Метафизический бунт опасен, предупреждает Камю. Он ведет к нигилизму. Когда небеса пусты, когда нет высшего смысла, человек решает: «Все дозволено». И тогда начинается настоящая катастрофа. Потому что от Сада до Освенцима — один шаг. От смерти Бога до смерти человека — одно поколение.
Камю спускается с метафизических высот на землю, залитую кровью. Он ведет нас через Французскую революцию, через якобинский террор, через русские революции, через сталинские лагеря и нацистские печи.
И он задает вопрос, от которого леденеет кровь: как бунт — этот благородный жест отказа от унижения — превратился в машину убийства?
Ответ прост и чудовищен: революционеры влюбились в историю.
Они решили, что есть некая железная логика прогресса. Что история движется к светлому будущему. Что существует закон, выше человека, — закон классовой борьбы, расовой чистоты, исторической необходимости. И если закон требует жертв — что ж, жертвы неизбежны. Нельзя же, в конце концов, делать омлет, не разбив яиц.
Камю останавливается перед этой логикой, как перед пропастью. Он говорит: «Вы понимаете, что сравнили людей с яйцами? Вы слышите, что говорите?»
Якобинцы начали с «Свободы, равенства, братства» — закончили гильотиной на площади Согласия. Большевики начали с освобождения рабочих — закончили Колымой. Нацисты начали с возрождения нации — закончили Треблинкой.
Каждый раз одна и та же история. Революция приходит как освободительница — и остается как палач. Потому что революционеры забывают простую истину: цель не оправдывает средства. Никакое светлое будущее не стоит убитого сегодня ребенка.

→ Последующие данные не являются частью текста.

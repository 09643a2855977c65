use super::conversion_error;
use crate::errors::{AppError, AppResult};
use crate::models::leave::{LeaveApplication, LeaveStatus};
use chrono::NaiveDate;
use rusqlite::{Connection, OptionalExtension, Result, Row, params};

fn parse_date(s: &str) -> Result<NaiveDate> {
    NaiveDate::parse_from_str(s, "%Y-%m-%d")
        .map_err(|_| conversion_error(AppError::InvalidDate(s.to_string())))
}

pub fn map_row(row: &Row) -> Result<LeaveApplication> {
    let from_str: String = row.get("from_date")?;
    let to_str: String = row.get("to_date")?;
    let status_str: String = row.get("status")?;
    let status = LeaveStatus::from_db_str(&status_str)
        .ok_or_else(|| conversion_error(AppError::InvalidLeaveStatus(status_str.clone())))?;

    Ok(LeaveApplication {
        id: row.get("id")?,
        student_name: row.get("student_name")?,
        student_class: row.get("student_class")?,
        roll: row.get("roll")?,
        reason: row.get("reason")?,
        from_date: parse_date(&from_str)?,
        to_date: parse_date(&to_str)?,
        status,
        created_at: row.get("created_at")?,
    })
}

pub fn insert_leave(conn: &Connection, l: &LeaveApplication) -> AppResult<i64> {
    conn.execute(
        "INSERT INTO leave_applications (student_name, student_class, roll, reason,
                                         from_date, to_date, status, created_at)
         VALUES (?1, ?2, ?3, ?4, ?5, ?6, ?7, ?8)",
        params![
            l.student_name,
            l.student_class,
            l.roll,
            l.reason,
            l.from_date.format("%Y-%m-%d").to_string(),
            l.to_date.format("%Y-%m-%d").to_string(),
            l.status.to_db_str(),
            l.created_at,
        ],
    )?;
    Ok(conn.last_insert_rowid())
}

pub fn find_leave(conn: &Connection, id: i64) -> AppResult<Option<LeaveApplication>> {
    let mut stmt = conn.prepare("SELECT * FROM leave_applications WHERE id = ?1")?;
    Ok(stmt.query_row([id], map_row).optional()?)
}

/// All applications in submission order; `pending_only` keeps `Pending` ones.
pub fn load_leaves(conn: &Connection, pending_only: bool) -> AppResult<Vec<LeaveApplication>> {
    let sql = if pending_only {
        "SELECT * FROM leave_applications WHERE status = 'Pending' ORDER BY id ASC"
    } else {
        "SELECT * FROM leave_applications ORDER BY id ASC"
    };

    let mut stmt = conn.prepare(sql)?;
    let mut out = Vec::new();
    for r in stmt.query_map([], map_row)? {
        out.push(r?);
    }
    Ok(out)
}

/// Most recent application submitted for a roll number.
pub fn latest_by_roll(conn: &Connection, roll: &str) -> AppResult<Option<LeaveApplication>> {
    let mut stmt = conn.prepare(
        "SELECT * FROM leave_applications WHERE roll = ?1 ORDER BY id DESC LIMIT 1",
    )?;
    Ok(stmt.query_row([roll], map_row).optional()?)
}

pub fn set_status(conn: &Connection, id: i64, status: LeaveStatus) -> AppResult<()> {
    conn.execute(
        "UPDATE leave_applications SET status = ?1 WHERE id = ?2",
        params![status.to_db_str(), id],
    )?;
    Ok(())
}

«Бунтующий человек» — это яростная атака на все тоталитарные идеологии XX века. Особенно на марксизм, который был религией левых интеллектуалов Парижа.
Камю говорит: марксизм взял благородный бунт угнетенных и превратил его в тоталитарную систему. Он обожествил историю. Он сделал из пролетариата мессию, из партии — церковь, из диалектики — священное писание. И как любая религия, он потребовал жертв.
Это было предательство. Он видит в коммунизме не реализацию бунта, а его извращение. Потому что настоящий бунт не строит лагерей. Настоящий бунт не топит свободу в крови.